Data entries:
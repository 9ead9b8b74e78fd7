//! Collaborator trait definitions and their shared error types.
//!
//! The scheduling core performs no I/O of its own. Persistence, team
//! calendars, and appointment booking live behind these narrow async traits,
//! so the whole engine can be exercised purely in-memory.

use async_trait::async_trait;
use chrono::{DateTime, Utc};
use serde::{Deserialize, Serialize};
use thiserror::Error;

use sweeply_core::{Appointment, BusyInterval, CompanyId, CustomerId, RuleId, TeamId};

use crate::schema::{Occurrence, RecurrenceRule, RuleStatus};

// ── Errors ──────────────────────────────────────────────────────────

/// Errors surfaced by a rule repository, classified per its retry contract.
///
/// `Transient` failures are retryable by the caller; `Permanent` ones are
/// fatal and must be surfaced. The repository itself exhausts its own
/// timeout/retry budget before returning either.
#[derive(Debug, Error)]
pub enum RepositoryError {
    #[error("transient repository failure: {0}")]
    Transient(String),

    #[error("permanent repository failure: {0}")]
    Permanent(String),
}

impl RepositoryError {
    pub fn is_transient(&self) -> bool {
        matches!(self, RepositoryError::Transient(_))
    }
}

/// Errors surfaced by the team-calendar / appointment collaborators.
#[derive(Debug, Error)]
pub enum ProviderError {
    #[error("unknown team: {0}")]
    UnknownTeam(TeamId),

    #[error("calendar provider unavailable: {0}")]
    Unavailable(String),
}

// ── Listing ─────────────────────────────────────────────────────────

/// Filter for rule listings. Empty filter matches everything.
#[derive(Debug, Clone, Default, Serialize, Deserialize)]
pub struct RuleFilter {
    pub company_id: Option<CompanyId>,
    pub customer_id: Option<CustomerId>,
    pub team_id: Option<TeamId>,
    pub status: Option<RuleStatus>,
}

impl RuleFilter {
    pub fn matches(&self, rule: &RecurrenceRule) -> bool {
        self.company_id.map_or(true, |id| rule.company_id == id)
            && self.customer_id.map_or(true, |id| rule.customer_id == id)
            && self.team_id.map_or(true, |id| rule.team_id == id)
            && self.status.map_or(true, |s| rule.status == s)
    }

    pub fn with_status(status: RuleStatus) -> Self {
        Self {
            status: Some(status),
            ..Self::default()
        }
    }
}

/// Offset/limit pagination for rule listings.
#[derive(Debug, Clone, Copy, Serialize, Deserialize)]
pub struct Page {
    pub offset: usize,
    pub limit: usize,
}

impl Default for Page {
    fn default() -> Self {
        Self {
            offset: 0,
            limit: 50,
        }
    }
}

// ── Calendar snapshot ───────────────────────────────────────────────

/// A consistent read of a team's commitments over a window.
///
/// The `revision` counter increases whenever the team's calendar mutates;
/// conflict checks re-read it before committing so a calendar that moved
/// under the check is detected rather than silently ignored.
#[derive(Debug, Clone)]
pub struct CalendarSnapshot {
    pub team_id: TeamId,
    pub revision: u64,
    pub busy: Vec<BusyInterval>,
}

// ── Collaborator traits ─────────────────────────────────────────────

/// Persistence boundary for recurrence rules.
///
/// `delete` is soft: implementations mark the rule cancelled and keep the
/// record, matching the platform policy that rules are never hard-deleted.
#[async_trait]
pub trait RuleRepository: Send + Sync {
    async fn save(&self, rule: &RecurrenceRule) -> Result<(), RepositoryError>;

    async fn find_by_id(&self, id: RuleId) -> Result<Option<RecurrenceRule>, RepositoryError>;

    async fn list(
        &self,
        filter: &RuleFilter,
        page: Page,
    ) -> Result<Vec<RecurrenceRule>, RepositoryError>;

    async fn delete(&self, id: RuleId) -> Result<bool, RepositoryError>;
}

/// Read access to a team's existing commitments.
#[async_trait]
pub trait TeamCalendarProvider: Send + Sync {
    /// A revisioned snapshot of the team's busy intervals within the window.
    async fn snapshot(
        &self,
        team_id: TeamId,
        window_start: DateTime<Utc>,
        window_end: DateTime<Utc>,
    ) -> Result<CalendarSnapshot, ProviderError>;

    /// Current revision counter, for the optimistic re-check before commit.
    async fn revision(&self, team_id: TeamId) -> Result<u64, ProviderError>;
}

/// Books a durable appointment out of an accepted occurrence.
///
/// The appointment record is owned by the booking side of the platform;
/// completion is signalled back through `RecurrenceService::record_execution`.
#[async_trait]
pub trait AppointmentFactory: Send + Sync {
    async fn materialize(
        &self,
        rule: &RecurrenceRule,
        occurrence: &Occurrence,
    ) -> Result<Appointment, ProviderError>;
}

◆ REQUIRED WORK:
Could you retype every record above exactly as written?

◆ RESPONSE AREA:
repository 9ead9b8b74e78fd7
//! Collaborator trait definitions and their shared error types.
//!
//! The scheduling core performs no I/O of its own. Persistence, team
//! calendars, and appointment booking live behind these narrow async traits,
//! so the whole engine can be exercised purely in-memory.

use async_trait::async_trait;
use chrono::{DateTime, Utc};
use serde::{Deserialize, Serialize};
use thiserror::Error;

use sweeply_core::{Appointment, BusyInterval, CompanyId, CustomerId, RuleId, TeamId};

use crate::schema::{Occurrence, RecurrenceRule, RuleStatus};

// ── Errors ──────────────────────────────────────────────────────────

/// Errors surfaced by a rule repository, classified per its retry contract.
///
/// `Transient` failures are retryable by the caller; `Permanent` ones are
/// fatal and must be surfaced. The repository itself exhausts its own
/// timeout/retry budget before returning either.
#[derive(Debug, Error)]
pub enum RepositoryError {
    #[error("transient repository failure: {0}")]
    Transient(String),

    #[error("permanent repository failure: {0}")]
    Permanent(String),
}

impl RepositoryError {
    pub fn is_transient(&self) -> bool {
        matches!(self, RepositoryError::Transient(_))
    }
}

/// Errors surfaced by the team-calendar / appointment collaborators.
#[derive(Debug, Error)]
pub enum ProviderError {
    #[error("unknown team: {0}")]
    UnknownTeam(TeamId),

    #[error("calendar provider unavailable: {0}")]
    Unavailable(String),
}

// ── Listing ─────────────────────────────────────────────────────────

/// Filter for rule listings. Empty filter matches everything.
#[derive(Debug, Clone, Default, Serialize, Deserialize)]
pub struct RuleFilter {
    pub company_id: Option<CompanyId>,
    pub customer_id: Option<CustomerId>,
    pub team_id: Option<TeamId>,
    pub status: Option<RuleStatus>,
}

impl RuleFilter {
    pub fn matches(&self, rule: &RecurrenceRule) -> bool {
        self.company_id.map_or(true, |id| rule.company_id == id)
            && self.customer_id.map_or(true, |id| rule.customer_id == id)
            && self.team_id.map_or(true, |id| rule.team_id == id)
            && self.status.map_or(true, |s| rule.status == s)
    }

    pub fn with_status(status: RuleStatus) -> Self {
        Self {
            status: Some(status),
            ..Self::default()
        }
    }
}

/// Offset/limit pagination for rule listings.
#[derive(Debug, Clone, Copy, Serialize, Deserialize)]
pub struct Page {
    pub offset: usize,
    pub limit: usize,
}

impl Default for Page {
    fn default() -> Self {
        Self {
            offset: 0,
            limit: 50,
        }
    }
}

// ── Calendar snapshot ───────────────────────────────────────────────

/// A consistent read of a team's commitments over a window.
///
/// The `revision` counter increases whenever the team's calendar mutates;
/// conflict checks re-read it before committing so a calendar that moved
/// under the check is detected rather than silently ignored.
#[derive(Debug, Clone)]
pub struct CalendarSnapshot {
    pub team_id: TeamId,
    pub revision: u64,
    pub busy: Vec<BusyInterval>,
}

// ── Collaborator traits ─────────────────────────────────────────────

/// Persistence boundary for recurrence rules.
///
/// `delete` is soft: implementations mark the rule cancelled and keep the
/// record, matching the platform policy that rules are never hard-deleted.
#[async_trait]
pub trait RuleRepository: Send + Sync {
    async fn save(&self, rule: &RecurrenceRule) -> Result<(), RepositoryError>;

    async fn find_by_id(&self, id: RuleId) -> Result<Option<RecurrenceRule>, RepositoryError>;

    async fn list(
        &self,
        filter: &RuleFilter,
        page: Page,
    ) -> Result<Vec<RecurrenceRule>, RepositoryError>;

    async fn delete(&self, id: RuleId) -> Result<bool, RepositoryError>;
}

/// Read access to a team's existing commitments.
#[async_trait]
pub trait TeamCalendarProvider: Send + Sync {
    /// A revisioned snapshot of the team's busy intervals within the window.
    async fn snapshot(
        &self,
        team_id: TeamId,
        window_start: DateTime<Utc>,
        window_end: DateTime<Utc>,
    ) -> Result<CalendarSnapshot, ProviderError>;

    /// Current revision counter, for the optimistic re-check before commit.
    async fn revision(&self, team_id: TeamId) -> Result<u64, ProviderError>;
}

/// Books a durable appointment out of an accepted occurrence.
///
/// The appointment record is owned by the booking side of the platform;
/// completion is signalled back through `RecurrenceService::record_execution`.
#[async_trait]
pub trait AppointmentFactory: Send + Sync {
    async fn materialize(
        &self,
        rule: &RecurrenceRule,
        occurrence: &Occurrence,
    ) -> Result<Appointment, ProviderError>;
}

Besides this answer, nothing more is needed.